Plenty of entrepreneurs have been in Goodwin's shoes -- enjoying surging demand, cutting the ribbon on new units, operating on instinct instead of systematic customer feedback, and then hitting the wall, not knowing why it's there. As Goodwin discovered, they have two choices: they can do nothing, in the hope that the wall is only temporary, or they can look for tools to start pulling the wall down. Goodwin wanted Larry's to grow. He chose the latter course. And in the process, he was forced to relearn something he should never have forgotten: that he had to communicate with his customers. That meant discovering who they were, asking what they wanted, listening to their answers -- and believing them enough to start doing something about it.
"We always thought people lived to buy shoes," recalls Goodwin, a bit disappointed. "I had no idea it was a pain in the ass."

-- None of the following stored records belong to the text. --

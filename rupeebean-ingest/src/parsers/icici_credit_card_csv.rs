//! ICICI credit card monthly statement (CSV).

use anyhow::Result;

use crate::csv_importer::{CsvColumns, CsvImporter};

pub fn importer(last_four: &str, account: &str, invert_sign: bool) -> Result<CsvImporter> {
    let columns = CsvColumns {
        date: 0,
        reference: Some(1),
        narration: 2,
        amount: Some(5),
        drcr: Some(6),
        ..Default::default()
    };
    let content = format!("X{{8}}{}", regex::escape(last_four));
    Ok(CsvImporter::new("icici_credit_card_csv", account, columns, &content)?
        .with_skip_lines(8)
        .with_invert_sign(invert_sign)
        .with_mime("text/csv"))
}
//! Groww equity contract notes (password-protected PDF).
//!
//! One note covers one trading day. Trades are grouped per security and
//! side; buys open lots at cost, sells reduce lots FIFO-style with `{}` and
//! leave the gain to an auto-balanced capital gains posting.

use std::collections::BTreeMap;
use std::sync::OnceLock;

use anyhow::{anyhow, bail, Context, Result};
use chrono::NaiveDate;
use regex::Regex;
use rust_decimal::Decimal;
use tracing::{debug, info};

use rupeebean_core::layout::PageLayout;
use rupeebean_core::ledger::{Amount, CostSpec, Directive, Posting, Source, Transaction, INR};
use rupeebean_core::parse::{is_blank, parse_amount, parse_date_fuzzy, DateOrder};
use rupeebean_core::table::{extract_table, ColumnSpec, TableSpec};
use rupeebean_ingest::importer::{strip_date_prefix, Importer};
use rupeebean_ingest::source::SourceFile;

use crate::bse::TickerLookup;

pub const TRADE_NO: &str = "Trade no.";
pub const DESCRIPTION: &str = "Security/Contract description";
pub const BUY_OR_SELL: &str = "Buy(B)/ Sell(S)";
pub const QUANTITY: &str = "Quantity";
pub const NET_RATE: &str = "Net Rate per Unit (Rs)";
pub const NET_TOTAL: &str = "Net Total (Before Levies) (Rs)";
pub const TRADE_DATE: &str = "Trade Date";

const PAYABLE: &str = "Net Amount Receivable / Payable By Client";
const OBLIGATION: &str = "Pay In / Pay Out Obligation";

pub struct GrowwImporter {
    strings_to_match: Vec<String>,
    password: String,
    tickers: Box<dyn TickerLookup>,
    wallet: String,
    holding_account: String,
    brokerage_account: String,
    capital_gains_account: String,
}

impl GrowwImporter {
    pub fn new(
        strings_to_match: Vec<String>,
        password: impl Into<String>,
        tickers: Box<dyn TickerLookup>,
    ) -> Self {
        Self {
            strings_to_match,
            password: password.into(),
            tickers,
            wallet: "Assets:Investments:Stocks:Groww:Cash".to_string(),
            holding_account: "Assets:Stocks:Groww".to_string(),
            brokerage_account: "Expenses:Investments:Stocks:Groww:Brokerage".to_string(),
            capital_gains_account: "Income:Groww:CapitalGains".to_string(),
        }
    }

    /// Account money is paid from on buys and into on sells.
    pub fn with_wallet(mut self, account: impl Into<String>) -> Self {
        self.wallet = account.into();
        self
    }

    pub fn with_holding_account(mut self, account: impl Into<String>) -> Self {
        self.holding_account = account.into();
        self
    }

    pub fn with_brokerage_account(mut self, account: impl Into<String>) -> Self {
        self.brokerage_account = account.into();
        self
    }

    pub fn with_capital_gains_account(mut self, account: impl Into<String>) -> Self {
        self.capital_gains_account = account.into();
        self
    }
}

fn isin_re() -> &'static Regex {
    static RE: OnceLock<Regex> = OnceLock::new();
    RE.get_or_init(|| Regex::new(r"^INE\w+").expect("isin regex"))
}

fn summary_start_re() -> &'static Regex {
    static RE: OnceLock<Regex> = OnceLock::new();
    RE.get_or_init(|| Regex::new(r"^Description\s+Equity").expect("summary regex"))
}

/// Captions are matched on the first header line only; the rest of a
/// wrapped caption sits in the header band below.
pub fn trades_spec() -> TableSpec {
    TableSpec::new(vec![
        ColumnSpec::new("Order No.").optional(),
        ColumnSpec::new("Order Time").optional(),
        ColumnSpec::new(TRADE_NO),
        ColumnSpec::new("Trade Time").optional(),
        ColumnSpec::anchored(DESCRIPTION, "Security/Contract"),
        ColumnSpec::anchored(BUY_OR_SELL, "Buy(B)/"),
        ColumnSpec::new("Exchange").optional(),
        ColumnSpec::new(QUANTITY),
        ColumnSpec::new("Gross Rate").optional(),
        ColumnSpec::new("Brokerage").optional(),
        ColumnSpec::anchored(NET_RATE, "Net Rate"),
        ColumnSpec::new("Closing Rate").optional(),
        ColumnSpec::anchored(NET_TOTAL, "Net Total"),
        ColumnSpec::new("Remarks").optional(),
    ])
    .with_header_band(12.0)
    .with_footer(summary_start_re().clone())
}

pub fn summary_spec() -> TableSpec {
    TableSpec::new(vec![
        ColumnSpec::new("Description"),
        ColumnSpec::new("Equity"),
        ColumnSpec::new("Future & Options").optional(),
        ColumnSpec::new("Net Total").optional(),
    ])
}

#[derive(Debug, Clone, Copy, PartialEq, Eq, PartialOrd, Ord)]
pub enum Side {
    Buy,
    Sell,
}

#[derive(Debug, Clone, PartialEq)]
pub struct Trade {
    pub isin: String,
    pub side: Side,
    /// Negative for sells.
    pub quantity: Decimal,
    pub net_rate: Decimal,
    /// Negative for buys.
    pub net_total: Decimal,
}

/// Totals from the note's summary table.
#[derive(Debug, Clone, Copy, PartialEq)]
pub struct Settlement {
    /// Negative when the client pays.
    pub payable: Decimal,
    pub obligation: Decimal,
}

impl Settlement {
    /// Brokerage and levies, always positive.
    pub fn charges(&self) -> Decimal {
        (self.payable - self.obligation).abs()
    }
}

pub fn trade_date(pages: &[PageLayout]) -> Result<NaiveDate> {
    for page in pages {
        let lines = page.lines();
        for (i, line) in lines.iter().enumerate() {
            let text = line.text();
            let Some(pos) = text.find(TRADE_DATE) else {
                continue;
            };
            let rest = &text[pos + TRADE_DATE.len()..];
            let below = lines.get(i + 1).map(|l| l.text()).unwrap_or_default();
            if let Some(date) = parse_date_fuzzy(rest, DateOrder::DayFirst)
                .or_else(|| parse_date_fuzzy(&below, DateOrder::DayFirst))
            {
                return Ok(date);
            }
        }
    }
    bail!("no `{TRADE_DATE}` in contract note")
}

fn quantity_of(raw: &str) -> Option<Decimal> {
    raw.trim().replace(',', "").parse::<i64>().ok().map(Decimal::from)
}

/// Trades in note order, each tagged with the ISIN printed below its group.
pub fn parse_trades(pages: &[PageLayout]) -> Result<Vec<Trade>> {
    struct Pending {
        side: Side,
        quantity: Decimal,
        net_rate: Decimal,
        net_total: Decimal,
        isin: Option<String>,
    }

    let table = extract_table(pages, &trades_spec())?;
    let mut pending: Vec<Pending> = Vec::new();
    for row in &table.rows {
        let description = table.get(row, DESCRIPTION).trim();
        if let Some(m) = isin_re().find(description) {
            for p in pending.iter_mut().rev().take_while(|p| p.isin.is_none()) {
                p.isin = Some(m.as_str().to_string());
            }
            continue;
        }
        if is_blank(table.get(row, TRADE_NO)) {
            continue;
        }
        let side = match table.get(row, BUY_OR_SELL).trim() {
            "B" => Side::Buy,
            "S" => Side::Sell,
            other => {
                debug!(side = other, page = row.page, "not a trade row");
                continue;
            }
        };
        let Some(quantity) = quantity_of(table.get(row, QUANTITY)) else {
            debug!(page = row.page, line = row.line, "trade row without quantity");
            continue;
        };
        let net_rate = parse_amount(table.get(row, NET_RATE))
            .with_context(|| format!("net rate on page {}", row.page))?;
        let net_total = parse_amount(table.get(row, NET_TOTAL))
            .with_context(|| format!("net total on page {}", row.page))?;
        pending.push(Pending {
            side,
            quantity,
            net_rate,
            net_total,
            isin: None,
        });
    }

    pending
        .into_iter()
        .map(|p| {
            let isin = p.isin.ok_or_else(|| anyhow!("trade without an ISIN below it"))?;
            Ok(Trade {
                isin,
                side: p.side,
                quantity: p.quantity,
                net_rate: p.net_rate,
                net_total: p.net_total,
            })
        })
        .collect()
}

pub fn parse_settlement(pages: &[PageLayout]) -> Result<Settlement> {
    let table = extract_table(pages, &summary_spec())?;
    let mut payable = None;
    let mut obligation = None;
    for row in &table.rows {
        let label = table.get(row, "Description");
        let Ok(value) = parse_amount(table.get(row, "Equity")) else {
            continue;
        };
        if label.contains("Receivable") || label.contains("Payable By Client") {
            payable = payable.or(Some(value));
        } else if label.contains("Pay In") || label.contains("Obligation") {
            obligation = obligation.or(Some(value));
        }
    }
    match (payable, obligation) {
        (Some(payable), Some(obligation)) => Ok(Settlement { payable, obligation }),
        _ => bail!(
            "summary table lacks `{PAYABLE}` or `{OBLIGATION}` ({} rows read)",
            table.rows.len()
        ),
    }
}

/// Rate times quantity must add up to the trade totals and, with charges,
/// to what the client pays.
pub fn check_totals(trades: &[Trade], settlement: &Settlement) -> Result<()> {
    let gross: Decimal = trades.iter().map(|t| t.net_rate * t.quantity).sum();
    let total: Decimal = trades.iter().map(|t| t.net_total).sum();
    if gross != -total {
        bail!("sum of trades {gross} does not match the note total {total}");
    }
    let charges = settlement.charges();
    if gross + charges != -settlement.payable {
        bail!(
            "trades {gross} plus charges {charges} do not match the net amount {}",
            settlement.payable
        );
    }
    Ok(())
}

* * *Larry Goodwin, Elliot's dad, went into business in 1949, running a pawnshop in Fort Worth. When a local haberdashery folded in 1955, he snapped up its shoes -- some 5,000 pairs. A fifth of them were huge sizes, like 18s. Larry played up that niche, and in time he built a following among the hard-to-fit crowd. The Dallas Cowboys, for example, became regulars. By 1964 Larry's had annual sales of $485,000. The elder Goodwin grew his company on a few core principles: offer a big selection of quality shoes, with an extensive range of sizes; sell them off-price, at about 10% below the full retail price; and provide superb customer service. "When he started out, a good men's store would roll out the red carpet," Elliot says. "He trained his salespeople to pamper customers. We try to do the same."